> [Your objective] Once the line containing "let mut buf = [0u8; 64];" is found in the entries below, restate it and each following line word for word, stopping after the line containing "backend.send_to(&[1, 0x12, 0x34, 4], from).unwrap();".

> [Given records]
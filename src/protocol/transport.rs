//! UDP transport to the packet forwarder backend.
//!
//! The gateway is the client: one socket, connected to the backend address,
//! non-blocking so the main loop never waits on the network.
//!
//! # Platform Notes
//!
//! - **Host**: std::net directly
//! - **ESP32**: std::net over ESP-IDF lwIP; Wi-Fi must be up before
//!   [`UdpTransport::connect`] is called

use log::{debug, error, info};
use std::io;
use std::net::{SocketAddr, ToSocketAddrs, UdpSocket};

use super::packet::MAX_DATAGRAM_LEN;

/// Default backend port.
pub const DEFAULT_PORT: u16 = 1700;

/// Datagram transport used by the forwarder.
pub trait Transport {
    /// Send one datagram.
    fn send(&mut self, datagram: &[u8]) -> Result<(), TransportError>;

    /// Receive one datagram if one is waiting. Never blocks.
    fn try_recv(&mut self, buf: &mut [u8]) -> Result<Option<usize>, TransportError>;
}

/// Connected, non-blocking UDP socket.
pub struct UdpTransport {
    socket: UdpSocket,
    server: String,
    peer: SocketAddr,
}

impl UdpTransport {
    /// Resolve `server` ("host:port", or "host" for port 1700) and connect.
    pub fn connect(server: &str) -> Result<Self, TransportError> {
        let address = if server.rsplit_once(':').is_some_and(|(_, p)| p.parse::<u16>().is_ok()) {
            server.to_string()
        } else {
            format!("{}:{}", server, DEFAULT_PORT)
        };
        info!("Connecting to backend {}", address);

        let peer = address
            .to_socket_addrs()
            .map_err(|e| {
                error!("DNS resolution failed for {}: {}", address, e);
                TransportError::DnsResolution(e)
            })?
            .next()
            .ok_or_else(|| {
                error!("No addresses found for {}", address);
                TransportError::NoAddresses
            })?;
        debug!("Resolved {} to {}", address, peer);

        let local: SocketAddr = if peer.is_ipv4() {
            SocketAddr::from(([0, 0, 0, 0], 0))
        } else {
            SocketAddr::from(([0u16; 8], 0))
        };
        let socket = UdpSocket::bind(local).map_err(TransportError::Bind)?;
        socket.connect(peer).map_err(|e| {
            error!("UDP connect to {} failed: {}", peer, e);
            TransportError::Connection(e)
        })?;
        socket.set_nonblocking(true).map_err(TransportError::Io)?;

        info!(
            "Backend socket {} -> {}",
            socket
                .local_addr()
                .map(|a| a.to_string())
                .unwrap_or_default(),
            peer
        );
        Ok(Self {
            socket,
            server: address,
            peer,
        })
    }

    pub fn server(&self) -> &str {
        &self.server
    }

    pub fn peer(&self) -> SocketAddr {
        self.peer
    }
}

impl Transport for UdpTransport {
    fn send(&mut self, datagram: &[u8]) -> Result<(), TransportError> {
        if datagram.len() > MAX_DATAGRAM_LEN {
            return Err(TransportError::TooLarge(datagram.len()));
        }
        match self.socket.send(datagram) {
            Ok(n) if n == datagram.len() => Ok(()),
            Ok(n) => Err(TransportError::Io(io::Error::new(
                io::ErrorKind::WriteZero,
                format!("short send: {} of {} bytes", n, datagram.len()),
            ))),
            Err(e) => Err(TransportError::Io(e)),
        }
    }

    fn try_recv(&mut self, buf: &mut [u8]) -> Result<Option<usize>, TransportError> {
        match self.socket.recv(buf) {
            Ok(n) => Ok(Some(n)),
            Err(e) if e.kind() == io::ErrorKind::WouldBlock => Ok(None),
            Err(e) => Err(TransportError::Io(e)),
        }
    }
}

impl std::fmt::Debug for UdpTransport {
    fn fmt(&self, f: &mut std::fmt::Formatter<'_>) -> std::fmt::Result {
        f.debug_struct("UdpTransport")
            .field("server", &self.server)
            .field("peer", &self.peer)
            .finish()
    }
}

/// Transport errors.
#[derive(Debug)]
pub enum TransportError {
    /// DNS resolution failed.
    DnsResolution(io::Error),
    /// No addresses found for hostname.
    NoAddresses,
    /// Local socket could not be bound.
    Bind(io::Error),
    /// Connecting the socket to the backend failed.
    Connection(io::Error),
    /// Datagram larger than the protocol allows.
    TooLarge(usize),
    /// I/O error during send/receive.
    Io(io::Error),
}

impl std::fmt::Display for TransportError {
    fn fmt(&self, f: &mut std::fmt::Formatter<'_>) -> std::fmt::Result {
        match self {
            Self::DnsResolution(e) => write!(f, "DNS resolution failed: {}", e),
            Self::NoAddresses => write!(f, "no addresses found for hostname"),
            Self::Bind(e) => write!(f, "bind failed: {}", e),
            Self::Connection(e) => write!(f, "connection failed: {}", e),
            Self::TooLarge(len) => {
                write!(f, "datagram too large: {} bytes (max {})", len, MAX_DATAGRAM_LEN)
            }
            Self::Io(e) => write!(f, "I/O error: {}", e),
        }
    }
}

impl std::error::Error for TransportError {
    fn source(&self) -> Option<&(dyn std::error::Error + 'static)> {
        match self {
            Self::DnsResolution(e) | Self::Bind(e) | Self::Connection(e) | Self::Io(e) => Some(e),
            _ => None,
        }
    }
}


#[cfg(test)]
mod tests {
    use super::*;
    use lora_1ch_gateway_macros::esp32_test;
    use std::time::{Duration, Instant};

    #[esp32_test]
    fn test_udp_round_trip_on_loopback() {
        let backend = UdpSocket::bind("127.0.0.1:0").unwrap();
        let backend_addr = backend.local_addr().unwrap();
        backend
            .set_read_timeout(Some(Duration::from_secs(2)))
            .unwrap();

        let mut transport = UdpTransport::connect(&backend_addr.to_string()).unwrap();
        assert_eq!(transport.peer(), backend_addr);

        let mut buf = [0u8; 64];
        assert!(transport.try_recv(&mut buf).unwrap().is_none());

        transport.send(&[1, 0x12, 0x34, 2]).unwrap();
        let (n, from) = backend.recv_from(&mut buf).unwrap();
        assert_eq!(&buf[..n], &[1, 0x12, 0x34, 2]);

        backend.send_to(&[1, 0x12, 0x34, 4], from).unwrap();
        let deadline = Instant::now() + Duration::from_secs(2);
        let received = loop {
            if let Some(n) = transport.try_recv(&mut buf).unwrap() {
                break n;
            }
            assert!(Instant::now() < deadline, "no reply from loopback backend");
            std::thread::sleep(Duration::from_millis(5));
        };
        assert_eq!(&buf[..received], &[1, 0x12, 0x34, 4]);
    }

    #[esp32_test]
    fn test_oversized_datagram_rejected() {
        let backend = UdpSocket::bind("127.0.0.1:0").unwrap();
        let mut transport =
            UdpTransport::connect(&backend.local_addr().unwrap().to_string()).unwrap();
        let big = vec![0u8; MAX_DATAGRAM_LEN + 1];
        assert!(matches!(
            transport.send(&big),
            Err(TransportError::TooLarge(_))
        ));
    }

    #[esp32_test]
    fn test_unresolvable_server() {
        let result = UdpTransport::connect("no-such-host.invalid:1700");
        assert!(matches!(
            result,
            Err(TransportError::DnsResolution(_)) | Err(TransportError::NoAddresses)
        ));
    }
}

> [Final answer]
        let mut buf = [0u8; 64];
        assert!(transport.try_recv(&mut buf).unwrap().is_none());

        transport.send(&[1, 0x12, 0x34, 2]).unwrap();
        let (n, from) = backend.recv_from(&mut buf).unwrap();
        assert_eq!(&buf[..n], &[1, 0x12, 0x34, 2]);

        backend.send_to(&[1, 0x12, 0x34, 4], from).unwrap();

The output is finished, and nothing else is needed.